Machine learning (ML), a subset of artificial intelligence (AI), has recently gained prominence in data analysis and has demonstrated efficacy in diagnosing acute appendicitis [16]. Machine learning distinguishes itself from conventional statistical methods by its ability to predict new observations through the analysis of existing data. Machine learning models employ large datasets to detect complex statistical patterns, exhibiting improved predictive performance compared to traditional approaches [18]. The efficacy of machine learning models is depending upon the quantity and quality of training data, alongside the appropriate calibration of model accuracy.

In recent years, studies have demonstrated promising results in the application of artificial intelligence and machine learning for predicting appendicitis [1416,1921]. However, the development of models utilizing a minimal number of variables—suitable for rapid, simple implementation in low-resource settings—has received comparatively less attention.

This study aims to develop a streamlined machine learning model based on demographic factors—specifically age and gender—and readily available laboratory markers, including complete blood count (CBC) parameters (white blood cell count, neutrophil count, lymphocyte count, and platelet count) as well as C-reactive protein (CRP), to support the diagnosis of acute appendicitis. The primary objective is to construct a model with acceptable diagnostic accuracy that can reduce the rate of negative appendectomies and distinguish between complicated and uncomplicated cases of appendicitis using these easily obtainable variables. This approach holds promise for improving clinical outcomes and reducing healthcare costs, particularly in resource-limited settings where access to advanced diagnostic modalities is restricted.

Materials and methods

Data collection

This retrospective, single-center study evaluated patients who underwent appendectomy at Besat Hospital in Hamadan for suspected acute appendicitis between January 2022 and December 2023. The study was approved by the research ethics committees of Hamadan University of Medical Sciences (Approval Number: IR.UMSHA.REC.1403.890), and the data were accessed for research purposes on 01/03/2025. Data collection was conducted anonymously after ethical approval, using the hospital’s electronic medical record system. The requirement for informed patient consent was waived by the Ethics Committee, as this was a retrospective study using anonymized data. Clinical data included patient age, gender, laboratory results (e.g., complete blood count with differential, C-reactive protein), and histopathological reports. No personal identifiers were accessed at any stage of the study; all data were de-identified prior to analysis to ensure patient confidentiality.

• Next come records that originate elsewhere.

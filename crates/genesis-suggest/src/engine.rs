//! HTTP client for an Ollama server.
//!
//! Talks to `GET /api/tags` (reachability check) and `POST /api/generate`
//! (non-streaming completion) using [`reqwest`].

use std::time::Duration;

use genesis_core::settings::{validate_server_url, InvalidUrl};
use genesis_core::ProviderConfig;
use serde::{Deserialize, Serialize};

use crate::prompt::Purpose;

/// Upper bound for the connectivity check.
pub const CHECK_TIMEOUT: Duration = Duration::from_secs(5);
/// Upper bound for a single generation request.
pub const GENERATE_TIMEOUT: Duration = Duration::from_secs(30);

#[derive(Debug, thiserror::Error)]
pub enum SuggestError {
    #[error("Ollama integration is disabled")]
    Disabled,

    #[error(transparent)]
    InvalidUrl(#[from] InvalidUrl),

    /// The server answered with a non-2xx status.
    #[error("Ollama API error ({status}): {body}")]
    Http { status: u16, body: String },

    /// Connection refused, DNS failure, timeout and the like.
    #[error("could not reach the Ollama server: {0}")]
    Network(#[from] reqwest::Error),

    /// A 2xx answer whose body is not what the endpoint promises.
    #[error("unexpected response from Ollama: {0}")]
    InvalidResponse(String),
}

#[derive(Serialize)]
struct GenerateRequest<'a> {
    model: &'a str,
    prompt: &'a str,
    system: &'a str,
    stream: bool,
}

#[derive(Deserialize)]
struct GenerateResponse {
    response: String,
}

/// Stateless apart from the pooled connection inside `reqwest::Client`, so a
/// single client can serve any number of concurrent calls.
#[derive(Debug, Clone)]
pub struct OllamaClient {
    client: reqwest::Client,
    check_timeout: Duration,
    generate_timeout: Duration,
}

impl Default for OllamaClient {
    fn default() -> Self {
        Self::new()
    }
}

impl OllamaClient {
    pub fn new() -> Self {
        Self::with_client(reqwest::Client::new())
    }

    /// Reuse an existing [`reqwest::Client`] (and its connection pool).
    pub fn with_client(client: reqwest::Client) -> Self {
        Self {
            client,
            check_timeout: CHECK_TIMEOUT,
            generate_timeout: GENERATE_TIMEOUT,
        }
    }

    pub fn with_timeouts(mut self, check: Duration, generate: Duration) -> Self {
        self.check_timeout = check;
        self.generate_timeout = generate;
        self
    }

    /// Ask the configured provider for text.
    ///
    /// Fails with [`SuggestError::Disabled`] or [`SuggestError::InvalidUrl`]
    /// before touching the network.
    pub async fn respond(
        &self,
        config: &ProviderConfig,
        purpose: Purpose,
        content: &str,
    ) -> Result<String, SuggestError> {
        if !config.enabled {
            return Err(SuggestError::Disabled);
        }
        validate_server_url(&config.server_url)?;
        self.generate(&config.server_url, &config.model, purpose.preamble(), content)
            .await
    }

    /// `true` only when `/api/tags` answers 2xx with a JSON body. Every
    /// failure, including a malformed URL, is `false`.
    pub async fn check_connection(&self, config: &ProviderConfig) -> bool {
        if let Err(e) = validate_server_url(&config.server_url) {
            tracing::warn!(error = %e, "not checking provider");
            return false;
        }
        match self.list_models(&config.server_url).await {
            Ok(tags) => {
                tracing::debug!(%tags, "provider reachable");
                true
            }
            Err(e) => {
                tracing::warn!(server_url = %config.server_url, error = %e, "provider check failed");
                false
            }
        }
    }

    /// `POST {server_url}/api/generate` with streaming off.
    pub async fn generate(
        &self,
        server_url: &str,
        model: &str,
        system: &str,
        prompt: &str,
    ) -> Result<String, SuggestError> {
        tracing::debug!(server_url, model, "sending generate request");
        let body = GenerateRequest {
            model,
            prompt,
            system,
            stream: false,
        };
        let response = self
            .client
            .post(endpoint(server_url, "api/generate"))
            .timeout(self.generate_timeout)
            .json(&body)
            .send()
            .await?;
        let text = Self::ensure_success(response).await?.text().await?;
        let parsed: GenerateResponse = serde_json::from_str(&text)
            .map_err(|e| SuggestError::InvalidResponse(e.to_string()))?;
        Ok(parsed.response)
    }

    /// `GET {server_url}/api/tags`, returning the decoded body.
    pub async fn list_models(&self, server_url: &str) -> Result<serde_json::Value, SuggestError> {
        let response = self
            .client
            .get(endpoint(server_url, "api/tags"))
            .header(reqwest::header::ACCEPT, "application/json")
            .timeout(self.check_timeout)
            .send()
            .await?;
        let text = Self::ensure_success(response).await?.text().await?;
        serde_json::from_str(&text).map_err(|e| SuggestError::InvalidResponse(e.to_string()))
    }

    async fn ensure_success(response: reqwest::Response) -> Result<reqwest::Response, SuggestError> {
        let status = response.status();
        if !status.is_success() {
            let body = response
                .text()
                .await
                .unwrap_or_else(|_| "<unreadable body>".to_string());
            return Err(SuggestError::Http {
                status: status.as_u16(),
                body,
            });
        }
        Ok(response)
    }
}

fn endpoint(server_url: &str, path: &str) -> String {
    format!("{}/{}", server_url.trim_end_matches('/'), path)
}

#[cfg(test)]
mod tests {
    use super::*;

    #[test]
    fn endpoint_tolerates_trailing_slash() {
        assert_eq!(
            endpoint("http://localhost:11434/", "api/tags"),
            "http://localhost:11434/api/tags"
        );
        assert_eq!(
            endpoint("http://localhost:11434", "api/generate"),
            "http://localhost:11434/api/generate"
        );
    }

    #[test]
    fn generate_body_matches_wire_format() {
        let body = GenerateRequest {
            model: "llama3",
            prompt: "A detective",
            system: "sys",
            stream: false,
        };
        assert_eq!(
            serde_json::to_value(&body).unwrap(),
            serde_json::json!({"model": "llama3", "prompt": "A detective", "system": "sys", "stream": false})
        );
    }

    #[test]
    fn http_error_message_includes_status_and_body() {
        let err = SuggestError::Http {
            status: 404,
            body: "model not found".to_string(),
        };
        assert_eq!(err.to_string(), "Ollama API error (404): model not found");
    }
}
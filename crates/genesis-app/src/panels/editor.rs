use genesis_core::export::{self, ExportArtifact};
use genesis_core::{text_stats, tree, Outcome, Scene, TextStats};

use crate::{Notice, Workspace};

pub const PLACEHOLDER: &str = "Select a scene to start editing";

/// What the editor shows for the current selection.
#[derive(Debug, Clone, PartialEq, Eq)]
pub enum EditorView {
    Placeholder,
    Editing {
        chapter_title: String,
        title: String,
        content: String,
        stats: TextStats,
        dirty: bool,
    },
}

#[derive(Debug, Clone, PartialEq, Eq)]
struct Loaded {
    chapter_id: String,
    scene_id: String,
    title: String,
    content: String,
    /// Stored title and content the draft was last loaded from.
    base_title: String,
    base_content: String,
}

impl Loaded {
    fn from_scene(chapter_id: &str, scene: &Scene) -> Self {
        Self {
            chapter_id: chapter_id.to_string(),
            scene_id: scene.id.clone(),
            title: scene.title.clone(),
            content: scene.content.clone(),
            base_title: scene.title.clone(),
            base_content: scene.content.clone(),
        }
    }

    fn is_edited(&self) -> bool {
        self.title != self.base_title || self.content != self.base_content
    }
}

/// Title/content draft for the scene selected in the workspace.
#[derive(Debug, Default)]
pub struct EditorPanel {
    loaded: Option<Loaded>,
}

impl EditorPanel {
    pub fn new() -> Self {
        Self::default()
    }

    /// Reload the draft when the workspace selection points at a different
    /// scene, or when the stored scene changed underneath an untouched draft.
    /// Unsaved text for the previous scene is discarded.
    pub fn sync(&mut self, ws: &Workspace) {
        let Some((chapter, scene)) = ws.active_scene() else {
            self.loaded = None;
            return;
        };
        let reload = match self.loaded.as_ref() {
            Some(l) if l.chapter_id == chapter.id && l.scene_id == scene.id => {
                !l.is_edited() && (l.base_title != scene.title || l.base_content != scene.content)
            }
            _ => true,
        };
        if reload {
            tracing::debug!(scene_id = %scene.id, "loading scene into editor");
            self.loaded = Some(Loaded::from_scene(&chapter.id, scene));
        }
    }

    pub fn view(&mut self, ws: &Workspace) -> EditorView {
        self.sync(ws);
        let (Some(loaded), Some((chapter, scene))) = (self.loaded.as_ref(), ws.active_scene())
        else {
            return EditorView::Placeholder;
        };
        EditorView::Editing {
            chapter_title: chapter.title.clone(),
            title: loaded.title.clone(),
            content: loaded.content.clone(),
            stats: text_stats(&loaded.content),
            dirty: is_dirty(loaded, scene),
        }
    }

    pub fn set_title(&mut self, title: &str) {
        if let Some(loaded) = self.loaded.as_mut() {
            loaded.title = title.to_string();
        }
    }

    pub fn set_content(&mut self, content: &str) {
        if let Some(loaded) = self.loaded.as_mut() {
            loaded.content = content.to_string();
        }
    }

    /// Word and character counts of the draft.
    pub fn stats(&self) -> TextStats {
        self.loaded
            .as_ref()
            .map(|l| text_stats(&l.content))
            .unwrap_or_default()
    }

    pub fn is_dirty(&self, ws: &Workspace) -> bool {
        match (self.loaded.as_ref(), ws.active_scene()) {
            (Some(loaded), Some((_, scene))) if loaded.scene_id == scene.id => {
                is_dirty(loaded, scene)
            }
            _ => false,
        }
    }

    pub fn save(&mut self, ws: &mut Workspace) -> Notice {
        let Some(loaded) = self.loaded.as_ref() else {
            return Notice::warning(PLACEHOLDER);
        };
        let title = loaded.title.trim().to_string();
        let new_title = (!title.is_empty()).then_some(title.as_str());
        let outcome = ws.apply(|p| {
            tree::update_scene_content(
                p,
                &loaded.chapter_id,
                &loaded.scene_id,
                &loaded.content,
                new_title,
            )
        });
        match outcome {
            Outcome::NotFound(e) => {
                tracing::warn!(error = %e, "scene vanished before save");
                self.loaded = None;
                Notice::error("Scene no longer exists")
            }
            _ => {
                // Show what was stored, not the untrimmed draft.
                let stored = self.loaded.as_ref().and_then(|l| {
                    let (chapter, scene) = ws.project().find_scene(&l.chapter_id, &l.scene_id)?;
                    Some(Loaded::from_scene(&chapter.id, scene))
                });
                if stored.is_some() {
                    self.loaded = stored;
                }
                Notice::success("Saved successfully")
            }
        }
    }

    /// The draft as a plain-text artifact, saved or not.
    pub fn export(&self) -> Option<ExportArtifact> {
        let loaded = self.loaded.as_ref()?;
        let scene = Scene {
            id: loaded.scene_id.clone(),
            title: loaded.title.clone(),
            content: loaded.content.clone(),
            order: 0,
        };
        Some(export::export_scene(&scene))
    }
}

fn is_dirty(loaded: &Loaded, scene: &Scene) -> bool {
    loaded.title != scene.title || loaded.content != scene.content
}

Patients were excluded if they had incomplete laboratory or pathology records, chronic medical conditions, elective or incidental appendectomy, or alternative diagnoses such as carcinoid tumors or parasitic infections.

Histopathological findings were categorized into three groups: (1) normal appendix (negative appendectomy), (2) uncomplicated appendicitis, characterized by transmural neutrophilic infiltration without evidence of gangrene or perforation, and (3) complicated appendicitis, defined by ischemic necrosis, gangrene, or perforation. Appendectomy specimens were classified based on detailed histopathological diagnoses. Complicated appendicitis included cases reported as Gangrenous Appendicitis (G) or Perforated Appendicitis. All other pathological categories—Acute Appendicitis (AA), Acute Appendicitis with Peri-appendicitis (AA PA), Acute Suppurative Appendicitis (ASA), Acute Suppurative Appendicitis with Peri-appendicitis (ASA PA), Fibrous Obliterated Appendix (FOA), Inflammatory Appendicitis with Reactive Lymphoid Follicular Hyperplasia (IA RLFH), Peri-appendicitis (PA), Peri-suppurative Appendicitis with Peri-appendicitis (PSA PA)—were classified as non-complicated appendicitis. Intact Vermiform Appendix (IVA) and other non-inflammatory findings were categorized as negative appendectomies. These pathological groups were used as outcome labels for model training and validation.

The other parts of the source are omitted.